= United States results in men's freestyle wrestling =

Wrestlers from the United States have taken part in most of the major men's freestyle wrestling competitions over the years, in particular the Olympic Games and World Wrestling Championships. Men's freestyle wrestling competition at the Olympics was first held in 1904. FILA (now known as United World Wrestling) began holding World Championships in men's freestyle in 1951.

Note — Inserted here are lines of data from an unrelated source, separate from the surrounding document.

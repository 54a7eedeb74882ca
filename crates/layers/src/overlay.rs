//! Mutually exclusive data layers on the map panel.

use std::collections::BTreeMap;

/// What the map collaborator has to do to reach the requested state.
#[derive(Debug, Clone, Default, PartialEq, Eq)]
pub struct OverlayChange {
    pub hide: Vec<String>,
    pub show: Option<String>,
    /// New panel visibility, `None` when unchanged.
    pub panel_visible: Option<bool>,
}

impl OverlayChange {
    pub fn is_empty(&self) -> bool {
        self.hide.is_empty() && self.show.is_none() && self.panel_visible.is_none()
    }
}

/// Local mirror of the map's managed data layers.
///
/// At most one layer is visible through this set at any time; showing a
/// layer hides every other one first. The panel is shown only while a layer
/// is visible.
#[derive(Debug, Clone, Default, PartialEq, Eq)]
pub struct OverlaySet {
    layers: BTreeMap<String, bool>,
    panel_visible: bool,
}

impl OverlaySet {
    pub fn new() -> Self {
        Self::default()
    }

    /// Register a layer (hidden). Re-registering keeps its visibility.
    pub fn register(&mut self, key: impl Into<String>) {
        self.layers.entry(key.into()).or_insert(false);
    }

    pub fn is_registered(&self, key: &str) -> bool {
        self.layers.contains_key(key)
    }

    pub fn keys(&self) -> impl Iterator<Item = &str> {
        self.layers.keys().map(String::as_str)
    }

    pub fn visible(&self) -> Option<&str> {
        self.layers
            .iter()
            .find(|(_, visible)| **visible)
            .map(|(k, _)| k.as_str())
    }

    pub fn visible_count(&self) -> usize {
        self.layers.values().filter(|v| **v).count()
    }

    pub fn panel_visible(&self) -> bool {
        self.panel_visible
    }

    /// Show exactly `key`. Unknown keys hide everything instead.
    pub fn show_exclusive(&mut self, key: &str) -> OverlayChange {
        if !self.is_registered(key) {
            tracing::debug!("data layer {key} is not registered, hiding panel");
            return self.hide_all();
        }

        let mut change = OverlayChange::default();
        for (k, visible) in self.layers.iter_mut() {
            let want = k == key;
            if *visible && !want {
                change.hide.push(k.clone());
            }
            if !*visible && want {
                change.show = Some(k.clone());
            }
            *visible = want;
        }
        if !self.panel_visible {
            self.panel_visible = true;
            change.panel_visible = Some(true);
        }
        change
    }

    pub fn hide_all(&mut self) -> OverlayChange {
        let mut change = OverlayChange::default();
        for (k, visible) in self.layers.iter_mut() {
            if *visible {
                change.hide.push(k.clone());
                *visible = false;
            }
        }
        if self.panel_visible {
            self.panel_visible = false;
            change.panel_visible = Some(false);
        }
        change
    }
}
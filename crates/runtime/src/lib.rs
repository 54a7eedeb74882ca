pub mod event_bus;
pub mod frame;
pub mod idle;
pub mod metrics;

pub use event_bus::*;
pub use frame::*;
pub use idle::*;
pub use metrics::*;
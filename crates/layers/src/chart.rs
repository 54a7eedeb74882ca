//! Binding annotation plot specs to the chart panel.

use serde_json::{Value, json};

#[derive(Debug, Clone, PartialEq)]
pub enum ChartCommand {
    /// Render this (data-complete) spec.
    Render(Value),
    Hide,
}

/// Merges cached time-series rows into plot specs.
///
/// Rows are loaded once, asynchronously. A spec that embeds its own `data`
/// renders immediately; one that relies on the shared rows is held back
/// until they arrive, and the most recent such spec wins.
#[derive(Debug, Clone, Default, PartialEq)]
pub struct ChartBinding {
    rows: Option<Vec<Value>>,
    pending: Option<Value>,
}

impl ChartBinding {
    pub fn new() -> Self {
        Self::default()
    }

    pub fn rows_loaded(&self) -> bool {
        self.rows.is_some()
    }

    pub fn has_pending(&self) -> bool {
        self.pending.is_some()
    }

    /// Rebind to a new spec. `None` means the selection has no chart.
    pub fn bind(&mut self, spec: Option<&Value>) -> ChartCommand {
        self.pending = None;
        let Some(spec) = spec else {
            return ChartCommand::Hide;
        };
        if embeds_data(spec) {
            return ChartCommand::Render(spec.clone());
        }
        match &self.rows {
            Some(rows) => ChartCommand::Render(merge_rows(spec, rows)),
            None => {
                tracing::debug!("chart rows not loaded yet, holding spec");
                self.pending = Some(spec.clone());
                ChartCommand::Hide
            }
        }
    }

    /// Store the loaded rows; returns a render for a held spec, if any.
    pub fn set_rows(&mut self, rows: Vec<Value>) -> Option<ChartCommand> {
        let pending = self.pending.take();
        let cmd = pending.map(|spec| ChartCommand::Render(merge_rows(&spec, &rows)));
        self.rows = Some(rows);
        cmd
    }
}

fn embeds_data(spec: &Value) -> bool {
    spec.get("data").is_some_and(|d| !d.is_null())
}

fn merge_rows(spec: &Value, rows: &[Value]) -> Value {
    let mut out = spec.clone();
    if let Some(obj) = out.as_object_mut() {
        obj.insert("data".to_string(), json!({ "values": rows }));
    }
    out
}
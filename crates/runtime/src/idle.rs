//! Inactivity timeout.

/// Counts seconds since the last user input and fires once when the timeout
/// elapses. Firing re-arms the timer, so a kiosk left alone resets every
/// `timeout_s` rather than every frame.
#[derive(Debug, Clone, PartialEq)]
pub struct IdleTimer {
    timeout_s: f64,
    idle_s: f64,
}

impl IdleTimer {
    pub fn new(timeout_s: f64) -> Self {
        Self {
            timeout_s,
            idle_s: 0.0,
        }
    }

    pub fn timeout_s(&self) -> f64 {
        self.timeout_s
    }

    pub fn idle_s(&self) -> f64 {
        self.idle_s
    }

    /// Register user activity.
    pub fn touch(&mut self) {
        self.idle_s = 0.0;
    }

    /// Advance by `dt_s`; returns `true` exactly when the timeout elapses.
    ///
    /// A non-positive timeout disables the timer.
    pub fn advance(&mut self, dt_s: f64) -> bool {
        if !(self.timeout_s > 0.0) || !(dt_s > 0.0) || !dt_s.is_finite() {
            return false;
        }
        self.idle_s += dt_s;
        if self.idle_s >= self.timeout_s {
            tracing::info!("idle for {:.0}s, resetting", self.idle_s);
            self.idle_s = 0.0;
            return true;
        }
        false
    }
}
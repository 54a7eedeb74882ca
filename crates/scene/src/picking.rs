use catalog::AnnotationId;
use foundation::math::Vec3;
use foundation::math::precision::stable_total_cmp_f64;

#[derive(Debug, Copy, Clone, PartialEq)]
pub struct Ray {
    pub origin: Vec3,
    /// Unit length.
    pub dir: Vec3,
}

impl Ray {
    pub fn new(origin: Vec3, dir: Vec3) -> Self {
        Self { origin, dir }
    }

    pub fn at(&self, t: f64) -> Vec3 {
        self.origin + self.dir * t
    }
}

/// A pickable marker: one annotation's label position on the current ship.
#[derive(Debug, Copy, Clone, PartialEq)]
pub struct Hotspot {
    pub annotation: AnnotationId,
    pub position: Vec3,
}

#[derive(Debug, Copy, Clone, PartialEq)]
pub struct PickHit {
    pub annotation: AnnotationId,
    pub distance: f64,
    pub point: Vec3,
}

/// Something opaque in the scene (the hull) that can hide hotspots.
pub trait Occluder {
    /// Distance along `ray` to the first opaque surface, `None` if nothing
    /// is hit.
    fn occlusion_distance(&self, ray: &Ray) -> Option<f64>;
}

/// Scene without occluding geometry.
#[derive(Debug, Default, Copy, Clone)]
pub struct NoOcclusion;

impl Occluder for NoOcclusion {
    fn occlusion_distance(&self, _ray: &Ray) -> Option<f64> {
        None
    }
}

impl<F> Occluder for F
where
    F: Fn(&Ray) -> Option<f64>,
{
    fn occlusion_distance(&self, ray: &Ray) -> Option<f64> {
        self(ray)
    }
}

/// Entry distance of `ray` into a sphere, or `None` on a miss.
///
/// A ray starting inside the sphere hits at distance 0.
pub fn ray_sphere_hit_t(ray: &Ray, center: Vec3, radius: f64) -> Option<f64> {
    let oc = ray.origin - center;
    let b = oc.dot(ray.dir);
    let c = oc.length_squared() - radius * radius;
    if c <= 0.0 {
        return Some(0.0);
    }
    if b > 0.0 {
        return None;
    }
    let disc = b * b - c;
    if disc < 0.0 {
        return None;
    }
    Some(-b - disc.sqrt())
}

/// Nearest hotspot hit by `ray`.
///
/// Ordering contract:
/// - the closest hit along the ray wins;
/// - equal distances resolve to the lower `AnnotationId` (catalog order).
pub fn pick_nearest<'a>(
    hotspots: impl IntoIterator<Item = &'a Hotspot>,
    ray: &Ray,
    radius: f64,
) -> Option<PickHit> {
    let mut best: Option<(f64, AnnotationId)> = None;

    for h in hotspots {
        let Some(t) = ray_sphere_hit_t(ray, h.position, radius) else {
            continue;
        };
        best = match best {
            None => Some((t, h.annotation)),
            Some((bt, ba)) => {
                let ord = stable_total_cmp_f64(t, bt).then_with(|| h.annotation.cmp(&ba));
                if ord.is_lt() { Some((t, h.annotation)) } else { Some((bt, ba)) }
            }
        };
    }

    let (distance, annotation) = best?;
    Some(PickHit {
        annotation,
        distance,
        point: ray.at(distance),
    })
}

/// Whether the hull hides `point` from `eye`.
///
/// No intersection at all means visible; only a surface strictly in front of
/// the point (with a small tolerance for markers sitting on the hull) hides it.
pub fn is_occluded(occluder: &dyn Occluder, eye: Vec3, point: Vec3) -> bool {
    let to_point = point - eye;
    let Some(dir) = to_point.normalize() else {
        return false;
    };
    let ray = Ray::new(eye, dir);
    match occluder.occlusion_distance(&ray) {
        Some(hit) => hit + OCCLUSION_TOLERANCE < to_point.length(),
        None => false,
    }
}

const OCCLUSION_TOLERANCE: f64 = 1e-3;
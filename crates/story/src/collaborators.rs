//! Narrow interfaces to the systems the story drives but does not own.

use catalog::{CameraPose, ShipVariant};
use foundation::math::{Quat, Vec3};
use layers::PlacedLabel;
use scene::{HotspotScreen, Ray};
use serde_json::Value;
use streaming::LoadRequest;

/// Opaque handle the host hands back for a loaded model.
#[derive(Debug, Copy, Clone, PartialEq, Eq, Hash)]
pub struct AssetHandle(pub u64);

/// The 2D map with its heatmap data layers.
pub trait MapView {
    /// True once every data layer has been decoded and added.
    fn is_fully_loaded(&self) -> bool;
    fn show_overlay(&mut self, key: &str);
    fn hide_overlay(&mut self, key: &str);
    fn set_panel_visible(&mut self, visible: bool);
}

/// The chart panel.
pub trait ChartView {
    /// `spec` already carries its data rows.
    fn render(&mut self, spec: &Value);
    fn hide(&mut self);
}

/// The 3D scene graph.
pub trait SceneHost {
    fn show_ship(&mut self, ship: &ShipVariant, asset: AssetHandle);
    fn attach_model(&mut self, path: &str, asset: AssetHandle, anchor: Vec3);
    fn detach_model(&mut self);
    fn set_outlet_marker(&mut self, position: Option<Vec3>);
    fn set_water_visible(&mut self, visible: bool);
    /// Distance to the first hull intersection along `ray`.
    fn occlusion_distance(&self, ray: &Ray) -> Option<f64>;
}

/// Starts asset loads; results come back through
/// [`crate::StorySession::on_asset_loaded`].
pub trait AssetLoader {
    fn load(&mut self, request: &LoadRequest);
}

/// One frame's worth of drawing state.
#[derive(Debug, Clone, PartialEq)]
pub struct FrameView<'a> {
    pub pose: CameraPose,
    pub orientation: Quat,
    pub hotspots: &'a [HotspotScreen],
    pub label: Option<&'a PlacedLabel>,
}

pub trait Renderer {
    fn render_frame(&mut self, frame: &FrameView<'_>);
    fn resize(&mut self, width_px: f64, height_px: f64);
}

/// Everything a session needs from its host.
pub trait Host: MapView + ChartView + SceneHost + AssetLoader + Renderer {}

impl<T: MapView + ChartView + SceneHost + AssetLoader + Renderer> Host for T {}
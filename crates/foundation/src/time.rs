/// Seconds on the session clock.
#[derive(Copy, Clone, Debug, PartialEq, PartialOrd, Default)]
pub struct Time(pub f64);

impl Time {
    pub const ZERO: Time = Time(0.0);

    pub fn seconds(self) -> f64 {
        self.0
    }

    pub fn advanced(self, dt_s: f64) -> Self {
        Time(self.0 + dt_s)
    }
}
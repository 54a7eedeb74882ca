//! Scripted fly-through sequences.

use catalog::{CameraPose, StoryCatalog};
use foundation::math::Vec3;
use serde::{Deserialize, Serialize};
use thiserror::Error;

use crate::track::{CameraKeyframe, KeyframeTrack, ShipCue};

#[derive(Debug, Error, Clone, PartialEq)]
pub enum ScriptError {
    #[error("script has no steps")]
    Empty,
    #[error("step {step}: unknown ship {ship:?}")]
    UnknownShip { step: usize, ship: String },
    #[error("step {step}: unknown annotation {annotation:?}")]
    UnknownAnnotation { step: usize, annotation: String },
    #[error("step {step}: annotation {annotation:?} has no camera placement on {ship:?}")]
    NoPlacement {
        step: usize,
        annotation: String,
        ship: String,
    },
    #[error("step {step}: {what} duration must be positive and finite, got {value}")]
    InvalidDuration {
        step: usize,
        what: &'static str,
        value: f64,
    },
    #[error("step {step}: timestamp {time_s} does not advance past the previous keyframe")]
    NonIncreasingTime { step: usize, time_s: f64 },
    #[error("drift distance and lift are both zero; hold keyframes would repeat the arrival pose")]
    NoDrift,
    #[error("script parse error: {0}")]
    Parse(String),
}

/// One stop of a fly-through: a ship's default view, or an annotation on a
/// ship, held for `hold_s` after a `transition_s` flight.
#[derive(Debug, Clone, PartialEq, Serialize, Deserialize)]
pub struct ScriptStep {
    pub ship: String,
    #[serde(default, skip_serializing_if = "Option::is_none")]
    pub annotation: Option<String>,
    #[serde(rename = "hold")]
    pub hold_s: f64,
    /// Falls back to [`ScriptConfig::default_transition_s`].
    #[serde(rename = "transition", default, skip_serializing_if = "Option::is_none")]
    pub transition_s: Option<f64>,
}

impl ScriptStep {
    pub fn ship_default(ship: impl Into<String>, hold_s: f64) -> Self {
        Self {
            ship: ship.into(),
            annotation: None,
            hold_s,
            transition_s: None,
        }
    }

    pub fn annotation(annotation: impl Into<String>, ship: impl Into<String>, hold_s: f64) -> Self {
        Self {
            ship: ship.into(),
            annotation: Some(annotation.into()),
            hold_s,
            transition_s: None,
        }
    }

    pub fn with_transition(mut self, transition_s: f64) -> Self {
        self.transition_s = Some(transition_s);
        self
    }
}

#[derive(Debug, Clone, Default, PartialEq, Serialize, Deserialize)]
#[serde(transparent)]
pub struct Script {
    pub steps: Vec<ScriptStep>,
}

impl Script {
    pub fn new(steps: Vec<ScriptStep>) -> Self {
        Self { steps }
    }

    pub fn from_json(json: &str) -> Result<Self, ScriptError> {
        serde_json::from_str(json).map_err(|e| ScriptError::Parse(e.to_string()))
    }

    /// The dome export tour around the container ship.
    pub fn default_tour() -> Self {
        Self::new(vec![
            ScriptStep::ship_default("container", 2.0),
            ScriptStep::annotation("Propulsion momentum", "container", 10.0),
            ScriptStep::annotation("Anchorage", "container", 10.0),
            ScriptStep::annotation("Ballast water", "container", 10.0),
            ScriptStep::ship_default("container", 0.1).with_transition(5.0),
            ScriptStep::annotation("Propeller shaft lubricants", "container", 10.0).with_transition(10.0),
            ScriptStep::annotation("Underwater radiated noise", "container", 5.0).with_transition(2.0),
        ])
    }
}

#[derive(Debug, Clone, Copy, PartialEq, Serialize, Deserialize)]
#[serde(default)]
pub struct ScriptConfig {
    pub default_transition_s: f64,
    /// How far the hold keyframe backs away from the target.
    pub drift_distance: f64,
    /// How far the hold keyframe rises.
    pub drift_lift: f64,
    /// Snap camera height to the look-at height.
    pub level: bool,
}

impl Default for ScriptConfig {
    fn default() -> Self {
        Self {
            default_transition_s: 2.0,
            drift_distance: 2.0,
            drift_lift: 0.1,
            level: true,
        }
    }
}

fn check_duration(step: usize, what: &'static str, value: f64) -> Result<f64, ScriptError> {
    if value.is_finite() && value > 0.0 {
        Ok(value)
    } else {
        Err(ScriptError::InvalidDuration { step, what, value })
    }
}

/// `from + by`, which must stay finite and land strictly after `from`.
/// Huge running totals can swallow a small duration or overflow.
fn advance_time(step: usize, from: f64, by: f64) -> Result<f64, ScriptError> {
    let time_s = from + by;
    if time_s.is_finite() && time_s > from {
        Ok(time_s)
    } else {
        Err(ScriptError::NonIncreasingTime { step, time_s })
    }
}

fn resolve_pose(catalog: &StoryCatalog, step_index: usize, step: &ScriptStep) -> Result<CameraPose, ScriptError> {
    let ship = catalog
        .ships
        .by_name(&step.ship)
        .map_err(|_| ScriptError::UnknownShip {
            step: step_index,
            ship: step.ship.clone(),
        })?;

    let Some(name) = &step.annotation else {
        return Ok(ship.default_view);
    };

    let annotation = catalog
        .annotations
        .by_name(name)
        .map_err(|_| ScriptError::UnknownAnnotation {
            step: step_index,
            annotation: name.clone(),
        })?;

    annotation.pose_for(&ship.name).ok_or_else(|| ScriptError::NoPlacement {
        step: step_index,
        annotation: name.clone(),
        ship: ship.name.clone(),
    })
}

/// Build the keyframe track for `script`.
///
/// Every step yields two keyframes: the arrival pose once the transition
/// window has elapsed, and a slightly drifted pose at the end of the hold.
/// The drift exists because keyframe interpolators reject two identical
/// consecutive values. Every step is resolved up front, so a bad reference
/// fails here and never during playback.
pub fn build_track(catalog: &StoryCatalog, script: &Script, config: &ScriptConfig) -> Result<KeyframeTrack, ScriptError> {
    if script.steps.is_empty() {
        return Err(ScriptError::Empty);
    }
    if config.drift_distance == 0.0 && config.drift_lift == 0.0 {
        return Err(ScriptError::NoDrift);
    }

    let lift = Vec3::new(0.0, config.drift_lift, 0.0);
    let mut keyframes = Vec::with_capacity(script.steps.len() * 2);
    let mut cues: Vec<ShipCue> = Vec::new();
    let mut time_s = 0.0;

    for (i, step) in script.steps.iter().enumerate() {
        let transition = check_duration(i, "transition", step.transition_s.unwrap_or(config.default_transition_s))?;
        let hold = check_duration(i, "hold", step.hold_s)?;

        let mut pose = resolve_pose(catalog, i, step)?;
        if config.level {
            pose = pose.leveled();
        }

        let away = (pose.position - pose.target).normalize_or_zero();
        let drifted = CameraPose::new(pose.position + away * config.drift_distance + lift, pose.target);

        if cues.last().is_none_or(|c| c.ship != step.ship) {
            cues.push(ShipCue {
                start_s: time_s,
                ship: step.ship.clone(),
            });
        }

        let arrive_s = advance_time(i, time_s, transition)?;
        keyframes.push(CameraKeyframe::new(arrive_s, pose));
        time_s = advance_time(i, arrive_s, hold)?;
        keyframes.push(CameraKeyframe::new(time_s, drifted));
    }

    tracing::info!("camera track: {} keyframes, {:.1}s total", keyframes.len(), time_s);

    let track = KeyframeTrack::new(keyframes).ok_or(ScriptError::NonIncreasingTime {
        step: script.steps.len() - 1,
        time_s,
    })?;
    Ok(track.with_ship_cues(cues))
}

During Olympic years there is only six weight classes contested, with the World Championships featuring ten weight classes since 2018. The World Championships contest the six Olympic, along with four non-Olympic weight classes. The United States did not send wrestlers to the championships in 1951, 1957, 1959, 1980, and 2002. No official team standings are kept for the Olympics. Some team finishes are approximate.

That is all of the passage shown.